EXERCISE INSTRUCTIONS >>
Write out the data exactly, keeping every line.

********************

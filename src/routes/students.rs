use axum::extract::Path;
use axum::http::StatusCode;
use axum::Extension;
use chrono::Utc;
use rand::thread_rng;
use serde::Deserialize;

use crate::enrollment::custom_id;
use crate::models::people::{NewStudent, StudentDraft, StudentPatch};
use crate::models::{Contract, ContractStatus, Student, StudentStatus};
use crate::record::{fields, Record};
use crate::routes::crud::ensure_references;
use crate::routes::{Body, Params};
use crate::store::SharedStore;
use crate::{created, proceeds, Created, Error, Payload};

/// Staff-created student; the display id is assigned here.
pub async fn create(
    Extension(store): Extension<SharedStore>,
    Body(draft): Body<StudentDraft>,
) -> Created<Student> {
    Student::check(&draft)?;
    ensure_references(store.as_ref(), Student::references(&draft)).await?;
    let row = NewStudent {
        draft,
        custom_id: custom_id(&mut thread_rng()),
        application_id: None,
        joined_date: Utc::now().naive_utc().date(),
    };
    let student = store.insert::<Student>(fields(&row)?).await?;
    log::info!("Created student {} ({})", student.id, student.custom_id);
    created(student)
}

/// Students are never hard-deleted; removal marks them dropped.
pub async fn remove(
    Path(id): Path<i32>,
    Extension(store): Extension<SharedStore>,
) -> Result<StatusCode, Error> {
    let patch = StudentPatch {
        status: Some(StudentStatus::Dropped),
        ..StudentPatch::default()
    };
    store.update::<Student>(id, fields(&patch)?).await?;
    log::info!("Student {} dropped", id);
    Ok(StatusCode::NO_CONTENT)
}

#[derive(Debug, Clone, Default, Deserialize)]
pub struct ContractQuery {
    pub student_id: Option<i32>,
}

#[derive(Debug, Clone, Deserialize)]
pub struct ContractChange {
    pub status: ContractStatus,
}

pub async fn contracts(
    Extension(store): Extension<SharedStore>,
    Params(query): Params<ContractQuery>,
) -> Payload<Vec<Contract>> {
    proceeds(store.contracts(query.student_id).await?)
}

pub async fn update_contract(
    Path(id): Path<String>,
    Extension(store): Extension<SharedStore>,
    Body(change): Body<ContractChange>,
) -> Payload<Contract> {
    match store.set_contract_status(&id, change.status).await? {
        Some(contract) => proceeds(contract),
        None => Err(Error::not_found("Contract", id)),
    }
}

pub async fn delete_contract(
    Path(id): Path<String>,
    Extension(store): Extension<SharedStore>,
) -> Result<StatusCode, Error> {
    if store.delete_contract(&id).await? {
        Ok(StatusCode::NO_CONTENT)
    } else {
        Err(Error::not_found("Contract", id))
    }
}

********************

SOLUTION BELOW >>
filename src/routes/students.rs
use axum::extract::Path;
use axum::http::StatusCode;
use axum::Extension;
use chrono::Utc;
use rand::thread_rng;
use serde::Deserialize;

use crate::enrollment::custom_id;
use crate::models::people::{NewStudent, StudentDraft, StudentPatch};
use crate::models::{Contract, ContractStatus, Student, StudentStatus};
use crate::record::{fields, Record};
use crate::routes::crud::ensure_references;
use crate::routes::{Body, Params};
use crate::store::SharedStore;
use crate::{created, proceeds, Created, Error, Payload};

/// Staff-created student; the display id is assigned here.
pub async fn create(
    Extension(store): Extension<SharedStore>,
    Body(draft): Body<StudentDraft>,
) -> Created<Student> {
    Student::check(&draft)?;
    ensure_references(store.as_ref(), Student::references(&draft)).await?;
    let row = NewStudent {
        draft,
        custom_id: custom_id(&mut thread_rng()),
        application_id: None,
        joined_date: Utc::now().naive_utc().date(),
    };
    let student = store.insert::<Student>(fields(&row)?).await?;
    log::info!("Created student {} ({})", student.id, student.custom_id);
    created(student)
}

/// Students are never hard-deleted; removal marks them dropped.
pub async fn remove(
    Path(id): Path<i32>,
    Extension(store): Extension<SharedStore>,
) -> Result<StatusCode, Error> {
    let patch = StudentPatch {
        status: Some(StudentStatus::Dropped),
        ..StudentPatch::default()
    };
    store.update::<Student>(id, fields(&patch)?).await?;
    log::info!("Student {} dropped", id);
    Ok(StatusCode::NO_CONTENT)
}

#[derive(Debug, Clone, Default, Deserialize)]
pub struct ContractQuery {
    pub student_id: Option<i32>,
}

#[derive(Debug, Clone, Deserialize)]
pub struct ContractChange {
    pub status: ContractStatus,
}

pub async fn contracts(
    Extension(store): Extension<SharedStore>,
    Params(query): Params<ContractQuery>,
) -> Payload<Vec<Contract>> {
    proceeds(store.contracts(query.student_id).await?)
}

pub async fn update_contract(
    Path(id): Path<String>,
    Extension(store): Extension<SharedStore>,
    Body(change): Body<ContractChange>,
) -> Payload<Contract> {
    match store.set_contract_status(&id, change.status).await? {
        Some(contract) => proceeds(contract),
        None => Err(Error::not_found("Contract", id)),
    }
}

pub async fn delete_contract(
    Path(id): Path<String>,
    Extension(store): Extension<SharedStore>,
) -> Result<StatusCode, Error> {
    if store.delete_contract(&id).await? {
        Ok(StatusCode::NO_CONTENT)
    } else {
        Err(Error::not_found("Contract", id))
    }
}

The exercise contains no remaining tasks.